Take from the records below each line that holds "ErrorBody".

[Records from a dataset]
# # # #
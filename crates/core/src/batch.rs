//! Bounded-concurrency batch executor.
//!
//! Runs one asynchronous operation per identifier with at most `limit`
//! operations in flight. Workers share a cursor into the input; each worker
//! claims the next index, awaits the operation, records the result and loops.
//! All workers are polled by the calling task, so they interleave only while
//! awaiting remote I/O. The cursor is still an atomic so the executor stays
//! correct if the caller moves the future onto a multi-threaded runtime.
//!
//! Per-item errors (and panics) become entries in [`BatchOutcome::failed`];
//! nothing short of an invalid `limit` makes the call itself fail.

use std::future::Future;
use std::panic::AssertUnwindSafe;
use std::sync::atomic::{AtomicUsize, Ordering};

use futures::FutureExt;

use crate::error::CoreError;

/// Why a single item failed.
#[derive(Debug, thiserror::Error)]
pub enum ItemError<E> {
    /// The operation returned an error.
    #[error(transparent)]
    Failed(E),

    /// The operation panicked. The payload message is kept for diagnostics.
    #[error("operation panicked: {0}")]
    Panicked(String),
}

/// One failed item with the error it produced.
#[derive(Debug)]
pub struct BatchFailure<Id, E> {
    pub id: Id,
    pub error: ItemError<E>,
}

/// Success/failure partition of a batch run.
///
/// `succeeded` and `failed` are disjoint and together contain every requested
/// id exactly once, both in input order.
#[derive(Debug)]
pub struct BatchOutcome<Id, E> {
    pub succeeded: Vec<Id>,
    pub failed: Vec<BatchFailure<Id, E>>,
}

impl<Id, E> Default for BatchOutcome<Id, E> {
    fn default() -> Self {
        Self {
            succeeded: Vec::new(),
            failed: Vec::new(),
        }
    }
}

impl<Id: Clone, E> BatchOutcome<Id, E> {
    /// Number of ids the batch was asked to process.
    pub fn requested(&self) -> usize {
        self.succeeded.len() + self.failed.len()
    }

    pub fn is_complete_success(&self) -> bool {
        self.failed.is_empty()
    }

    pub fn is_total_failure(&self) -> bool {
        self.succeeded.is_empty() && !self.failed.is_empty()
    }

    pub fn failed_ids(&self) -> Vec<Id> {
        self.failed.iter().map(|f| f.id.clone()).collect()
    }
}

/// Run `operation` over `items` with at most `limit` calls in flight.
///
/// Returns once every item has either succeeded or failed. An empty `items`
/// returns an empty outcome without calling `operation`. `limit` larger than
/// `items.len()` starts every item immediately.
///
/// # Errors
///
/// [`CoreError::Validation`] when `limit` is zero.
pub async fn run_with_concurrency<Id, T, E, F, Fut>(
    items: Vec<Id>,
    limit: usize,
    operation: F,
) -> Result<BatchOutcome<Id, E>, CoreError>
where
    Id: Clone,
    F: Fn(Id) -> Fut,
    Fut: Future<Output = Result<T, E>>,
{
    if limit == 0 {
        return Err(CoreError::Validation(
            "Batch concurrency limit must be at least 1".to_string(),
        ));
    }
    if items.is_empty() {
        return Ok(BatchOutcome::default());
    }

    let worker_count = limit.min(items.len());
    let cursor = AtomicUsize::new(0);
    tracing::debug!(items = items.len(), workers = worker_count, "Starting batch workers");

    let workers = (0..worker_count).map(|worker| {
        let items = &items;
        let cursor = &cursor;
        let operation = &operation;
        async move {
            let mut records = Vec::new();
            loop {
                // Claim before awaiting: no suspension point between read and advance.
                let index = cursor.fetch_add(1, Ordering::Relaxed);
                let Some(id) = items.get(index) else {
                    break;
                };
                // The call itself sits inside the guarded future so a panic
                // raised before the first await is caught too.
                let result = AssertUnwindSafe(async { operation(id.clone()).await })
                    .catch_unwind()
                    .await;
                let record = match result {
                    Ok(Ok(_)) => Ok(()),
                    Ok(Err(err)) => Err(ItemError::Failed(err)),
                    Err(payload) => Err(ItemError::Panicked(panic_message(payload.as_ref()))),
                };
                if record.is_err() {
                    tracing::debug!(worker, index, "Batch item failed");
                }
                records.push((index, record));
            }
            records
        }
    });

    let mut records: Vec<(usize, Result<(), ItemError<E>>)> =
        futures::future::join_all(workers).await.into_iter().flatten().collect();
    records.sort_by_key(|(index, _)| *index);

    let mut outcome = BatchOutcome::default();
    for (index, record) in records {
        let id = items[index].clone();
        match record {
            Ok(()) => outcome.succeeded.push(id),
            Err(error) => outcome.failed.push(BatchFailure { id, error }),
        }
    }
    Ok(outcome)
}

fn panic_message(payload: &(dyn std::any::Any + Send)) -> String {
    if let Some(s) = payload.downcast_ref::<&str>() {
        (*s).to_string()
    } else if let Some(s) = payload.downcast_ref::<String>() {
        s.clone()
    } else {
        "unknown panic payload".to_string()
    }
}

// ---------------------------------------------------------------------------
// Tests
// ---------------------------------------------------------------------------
# # # #
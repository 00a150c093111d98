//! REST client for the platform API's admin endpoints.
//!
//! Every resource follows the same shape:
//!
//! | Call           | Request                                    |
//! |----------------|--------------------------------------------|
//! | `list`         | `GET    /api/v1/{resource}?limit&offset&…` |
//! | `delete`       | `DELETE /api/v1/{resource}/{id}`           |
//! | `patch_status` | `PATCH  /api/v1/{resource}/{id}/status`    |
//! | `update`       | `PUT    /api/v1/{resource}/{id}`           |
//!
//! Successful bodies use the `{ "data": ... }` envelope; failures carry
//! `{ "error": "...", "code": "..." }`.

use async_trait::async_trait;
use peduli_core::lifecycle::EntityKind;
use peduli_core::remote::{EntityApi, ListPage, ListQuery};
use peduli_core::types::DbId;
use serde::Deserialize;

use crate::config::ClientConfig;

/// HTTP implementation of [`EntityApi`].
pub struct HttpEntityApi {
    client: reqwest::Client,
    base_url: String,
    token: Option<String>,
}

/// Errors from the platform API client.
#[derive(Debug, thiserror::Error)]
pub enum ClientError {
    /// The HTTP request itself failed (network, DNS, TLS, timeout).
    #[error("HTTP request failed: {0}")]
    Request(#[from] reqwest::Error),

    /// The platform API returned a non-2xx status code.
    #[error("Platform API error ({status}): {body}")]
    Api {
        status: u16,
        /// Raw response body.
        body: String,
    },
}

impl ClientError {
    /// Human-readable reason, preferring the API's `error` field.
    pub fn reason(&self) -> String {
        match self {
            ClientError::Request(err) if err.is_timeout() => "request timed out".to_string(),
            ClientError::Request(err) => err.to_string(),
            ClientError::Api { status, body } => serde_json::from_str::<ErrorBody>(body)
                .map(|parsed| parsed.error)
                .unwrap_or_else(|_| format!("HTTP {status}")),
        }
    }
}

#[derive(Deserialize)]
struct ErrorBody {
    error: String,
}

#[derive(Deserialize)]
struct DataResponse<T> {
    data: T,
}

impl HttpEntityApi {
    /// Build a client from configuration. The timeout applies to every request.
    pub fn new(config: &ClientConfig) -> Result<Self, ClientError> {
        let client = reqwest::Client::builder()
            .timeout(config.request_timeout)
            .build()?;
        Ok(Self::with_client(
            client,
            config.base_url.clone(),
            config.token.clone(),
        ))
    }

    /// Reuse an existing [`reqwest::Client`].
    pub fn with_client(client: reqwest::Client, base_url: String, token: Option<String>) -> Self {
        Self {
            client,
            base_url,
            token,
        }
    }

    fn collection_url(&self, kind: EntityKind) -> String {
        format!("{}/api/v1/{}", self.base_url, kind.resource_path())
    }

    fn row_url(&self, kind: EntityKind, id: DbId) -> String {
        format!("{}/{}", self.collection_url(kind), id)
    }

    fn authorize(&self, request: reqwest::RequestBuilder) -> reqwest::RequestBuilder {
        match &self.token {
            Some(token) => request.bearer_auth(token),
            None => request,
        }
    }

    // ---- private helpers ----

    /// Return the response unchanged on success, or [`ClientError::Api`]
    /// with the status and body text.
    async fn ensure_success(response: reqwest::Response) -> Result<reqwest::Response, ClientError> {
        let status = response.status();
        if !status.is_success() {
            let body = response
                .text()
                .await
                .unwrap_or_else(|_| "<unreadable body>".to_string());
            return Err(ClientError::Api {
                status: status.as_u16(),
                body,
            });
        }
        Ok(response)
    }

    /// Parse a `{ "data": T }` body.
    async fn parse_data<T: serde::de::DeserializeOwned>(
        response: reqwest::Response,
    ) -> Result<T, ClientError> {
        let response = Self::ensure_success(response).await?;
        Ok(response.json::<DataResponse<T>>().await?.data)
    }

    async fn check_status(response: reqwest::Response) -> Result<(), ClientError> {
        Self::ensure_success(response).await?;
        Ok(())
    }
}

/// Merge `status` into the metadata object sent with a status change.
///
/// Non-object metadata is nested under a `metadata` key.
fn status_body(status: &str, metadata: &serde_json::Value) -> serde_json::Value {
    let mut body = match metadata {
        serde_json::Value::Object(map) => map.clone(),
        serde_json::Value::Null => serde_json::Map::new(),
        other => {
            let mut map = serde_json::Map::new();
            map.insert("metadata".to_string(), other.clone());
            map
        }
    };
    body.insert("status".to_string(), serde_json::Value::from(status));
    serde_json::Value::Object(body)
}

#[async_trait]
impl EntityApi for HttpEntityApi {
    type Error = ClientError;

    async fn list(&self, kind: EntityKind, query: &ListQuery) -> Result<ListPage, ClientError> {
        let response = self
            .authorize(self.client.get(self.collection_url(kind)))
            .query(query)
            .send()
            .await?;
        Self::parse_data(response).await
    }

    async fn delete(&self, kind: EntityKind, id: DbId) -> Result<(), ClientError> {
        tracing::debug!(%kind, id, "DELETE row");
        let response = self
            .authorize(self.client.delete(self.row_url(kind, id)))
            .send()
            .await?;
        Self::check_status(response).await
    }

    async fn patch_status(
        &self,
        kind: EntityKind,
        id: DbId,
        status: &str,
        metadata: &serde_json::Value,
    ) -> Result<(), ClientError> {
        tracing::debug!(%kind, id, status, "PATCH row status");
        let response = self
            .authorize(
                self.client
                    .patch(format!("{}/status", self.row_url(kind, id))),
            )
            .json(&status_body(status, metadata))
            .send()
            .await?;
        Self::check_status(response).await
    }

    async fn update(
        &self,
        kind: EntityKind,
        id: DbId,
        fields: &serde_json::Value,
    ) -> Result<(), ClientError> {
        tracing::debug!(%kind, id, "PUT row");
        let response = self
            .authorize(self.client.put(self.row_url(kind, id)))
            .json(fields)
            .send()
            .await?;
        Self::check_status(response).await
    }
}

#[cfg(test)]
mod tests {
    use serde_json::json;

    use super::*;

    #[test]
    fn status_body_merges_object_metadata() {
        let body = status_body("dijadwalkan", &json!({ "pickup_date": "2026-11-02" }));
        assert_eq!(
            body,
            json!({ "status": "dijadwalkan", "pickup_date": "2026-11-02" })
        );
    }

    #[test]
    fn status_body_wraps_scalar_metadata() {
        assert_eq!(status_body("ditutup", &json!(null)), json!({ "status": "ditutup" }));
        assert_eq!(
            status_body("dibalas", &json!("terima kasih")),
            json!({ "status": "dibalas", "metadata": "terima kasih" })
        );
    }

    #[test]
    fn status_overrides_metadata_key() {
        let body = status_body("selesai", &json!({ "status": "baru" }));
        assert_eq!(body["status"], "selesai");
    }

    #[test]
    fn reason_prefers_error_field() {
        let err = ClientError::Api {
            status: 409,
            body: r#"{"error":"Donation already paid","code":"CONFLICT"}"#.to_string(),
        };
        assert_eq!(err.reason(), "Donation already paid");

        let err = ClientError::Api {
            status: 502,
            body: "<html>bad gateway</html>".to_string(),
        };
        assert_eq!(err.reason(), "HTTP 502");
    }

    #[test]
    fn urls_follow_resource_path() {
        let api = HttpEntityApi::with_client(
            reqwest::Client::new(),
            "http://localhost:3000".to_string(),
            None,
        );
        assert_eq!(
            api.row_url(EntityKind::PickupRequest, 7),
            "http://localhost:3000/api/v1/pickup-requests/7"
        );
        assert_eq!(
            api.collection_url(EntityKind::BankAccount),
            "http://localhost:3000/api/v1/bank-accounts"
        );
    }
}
# # # #
Answer to this exercise:
            ClientError::Api { status, body } => serde_json::from_str::<ErrorBody>(body)
struct ErrorBody {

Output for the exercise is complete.